Otherwise... I'm still stressed out in general, but I'm going to try to concentrate on the positives in this entry. For once. So. The wedding in Chicago was small, but very lively, and very nice. I would have enjoyed it even more if I hadn't been awake the entire night before, but that's life, I suppose. Chicago itself was a bit unsettling, not that I saw very much of it. This started when the plane approached Midway Airport, and we flew over block after block that looked eerily similar. It felt like I was flying over Stepford or something. It turns out that not only is the city one giant, monotonous grid, but that residents actually navigate using X,Y coordinates. Or, okay, N/S,E/W coordinates. It's not a city, it's a geometry illustration. Not that I'm being reasonable about this. I know I'm not. But at the end of the return trip, the plane flew over New York, the streets and lights below were comfortingly chaotic. I love New York. Sometimes I wonder why I'm planning to leave it for grad school.
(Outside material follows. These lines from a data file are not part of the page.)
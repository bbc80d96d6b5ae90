use serde::{Deserialize, Serialize};

use crate::values::ContractId;

/// Security type of a contract
#[derive(Debug, Clone, Copy, PartialEq, Eq, Hash, Serialize, Deserialize)]
pub enum SecurityType {
    /// Stock (`STK`)
    Stock,
    /// Option (`OPT`)
    Option,
    /// Future (`FUT`)
    Future,
    /// Forex pair (`CASH`)
    Forex,
    /// Index (`IND`)
    Index,
}

impl SecurityType {
    pub fn as_str(&self) -> &'static str {
        match self {
            Self::Stock => "STK",
            Self::Option => "OPT",
            Self::Future => "FUT",
            Self::Forex => "CASH",
            Self::Index => "IND",
        }
    }
}

/// Instrument description sent with market data and order requests
#[derive(Debug, Clone, PartialEq, Serialize, Deserialize)]
pub struct Contract {
    /// Peer-assigned id, 0 until resolved
    pub con_id: ContractId,
    pub symbol: String,
    pub sec_type: SecurityType,
    pub exchange: String,
    pub primary_exchange: Option<String>,
    pub currency: String,
    pub local_symbol: Option<String>,
}

impl Contract {
    /// Create an unresolved contract
    pub fn new(
        symbol: impl Into<String>,
        sec_type: SecurityType,
        exchange: impl Into<String>,
        currency: impl Into<String>,
    ) -> Self {
        Self {
            con_id: 0,
            symbol: symbol.into(),
            sec_type,
            exchange: exchange.into(),
            primary_exchange: None,
            currency: currency.into(),
            local_symbol: None,
        }
    }

    /// Set the peer contract id
    pub fn with_con_id(mut self, con_id: ContractId) -> Self {
        self.con_id = con_id;
        self
    }

    /// Short label for logs, e.g. `AAPL-STK`
    pub fn label(&self) -> String {
        format!("{}-{}", self.symbol, self.sec_type.as_str())
    }
}

/// Full contract description returned by a contract lookup
#[derive(Debug, Clone, PartialEq, Serialize, Deserialize)]
pub struct ContractDetails {
    pub contract: Contract,
    pub market_name: String,
    pub long_name: String,
    pub min_tick: f64,
    pub industry: Option<String>,
    pub category: Option<String>,
    pub time_zone_id: Option<String>,
}

impl ContractDetails {
    pub fn new(contract: Contract, long_name: impl Into<String>, min_tick: f64) -> Self {
        Self {
            market_name: contract.symbol.clone(),
            contract,
            long_name: long_name.into(),
            min_tick,
            industry: None,
            category: None,
            time_zone_id: None,
        }
    }
}

#[cfg(test)]
mod tests {
    use super::*;

    #[test]
    fn test_contract_label() {
        let contract =
            Contract::new("AAPL", SecurityType::Stock, "SMART", "USD").with_con_id(265598);
        assert_eq!(contract.label(), "AAPL-STK");
        assert_eq!(contract.con_id, 265598);
    }
}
Evening: Okay, so I know the answer to that. I'm looking to leave New York for a bit precisely because I'm comfortable here. There's what to be said for experiencing a different sort of city, at least for a little while. In other news, I did take the GRE general test this past Thursday. As members of my notify list know, I didn't get very much sleep the night before, and hardly got the chance to study at all. I also didn't eat anything that morning, and accidentally took a train in the wrong direction to get there, with the result being that I showed up a touch late, although that didn't take away from my test time. And for some reason I can't account for now, I was sure the verbal section was the one that didn't count, and failed to take it very seriously much of the way through; this, however, turned out to be entirely unfounded; the one that didn't count was one of the math ones. So my grades weren't as good as they could have been, but I'm not paying to take it again (and wouldn't have time to study anyway), so they'll suffice. Specifically, 700 verbal, 710 quantitative [math], 750 analytical [logic], on that ridiculous 200-800 scale they use for the SATs. Which, despite my grousing, is not a bad set of scores.
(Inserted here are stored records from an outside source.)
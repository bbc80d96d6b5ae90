//! Relay Gateway
//!
//! Synchronous request API over an asynchronous callback protocol. Provides:
//! - Request components (session, market data, orders, account) that send
//!   through the [`Transport`](relay_ports::Transport) port and block on
//!   correlated replies
//! - A callback router that binds each peer callback to the first component
//!   defining a matching `on_*` handler
//! - Channel transports and a session runner for strategies
//!
//! ## Architecture
//!
//! ```text
//!   strategy thread                       peer connection
//!        │ request_*()                          │ callbacks
//!   ┌────▼──────┐   OutboundRequest    ┌────────▼────────┐
//!   │ Component ├─────────────────────►│    Transport    │
//!   └────┬──────┘                      └────────┬────────┘
//!        │ wait on key                          │ Event
//!   ┌────▼──────┐   store / append     ┌────────▼────────┐
//!   │Correlator │◄─────────────────────┤ CallbackRouter  │
//!   │ / Window  │   (delivery thread)  │  on_<snake>     │
//!   └───────────┘                      └─────────────────┘
//! ```
//!
//! The delivery loop must run on a different thread than the one issuing
//! blocking requests, otherwise a request waits on a reply it is itself
//! responsible for delivering.

pub mod client;
pub mod config;
pub mod error;
pub mod handlers;
pub mod messages;
pub mod router;
pub mod runner;
pub mod transport;

// Re-export commonly used types
pub use client::Client;
pub use config::{GatewayConfig, load_config, load_default_config};
pub use error::{GatewayError, GatewayResult};
pub use handlers::{AccountComponent, MarketDataComponent, OrderComponent, SessionComponent};
pub use messages::{Event, EventKind};
pub use router::{CallbackRouter, EventHandler, HandlerTable};
pub use runner::{Session, SessionReport, StopReason, Strategy, init_logging};
pub use transport::{ChannelTransport, EventReceiver, EventSender, event_channel};

#[cfg(any(test, feature = "testing"))]
pub use transport::RecordingTransport;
Incidentally, Mary Anne is right; the analytical section is fun. I was a bit surprised that I scored as well as I did, as it was the only section I didn't finish in the time allotted, leaving two or three questions undone. It didn't occur to me until later that the difficulty of the questions is adjusted as you go along on the computerized test, so perhaps I ran out of time because I was facing tougher than average questions at the end. I dunno. (The annoying thing is that the last few questions all had one set of rules in common, and I'd just cracked it completely, having worked out every possible outcome, when time ran out. About thirty seconds more, and I'd've been done with 'em all. Oh, well.) In any event, it's just logic puzzles. Not quite my usual style of thinking, granted (which is what I originally ascribed my comparative slowness to), but not especially hard, and fun to work through. I guess all those years of Talmudic study paid off.
Speaking of Mary Anne, we did have dinner together last Saturday night (that is, a week before this past Saturday night), which was complicated by my discovery on Friday afternoon that the restaurant we'd settled on was closed on Saturday nights. E-mail, voice mail, Web searches, and numerous phone calls later, we settled on a good pizza shop. And we schmoozed, and, lo, it was nice. And capped with a sinfully rich piece of chocolate cake. Oh, and I got one of her Strange Horizons business cards. Those cards are cool, man. White print on a black background with a nice graphic. Perfect for a speculative fiction magazine. We eventually wandered off to the apartment where she was staying, stopping along the way at the WB studio store. Where, I am pleased and excited to report, I was given the Slytherin T-shirt I've been coveting for months. (Thanks again, Mary Anne!)
Signs I'm getting older: back at her friend's apartment, I was offered some ice cream. And although it was kosher, I declined, on grounds that I was still full from the cake. Somewhere inside me, an eleven-year-old was screaming in horror and disbelief.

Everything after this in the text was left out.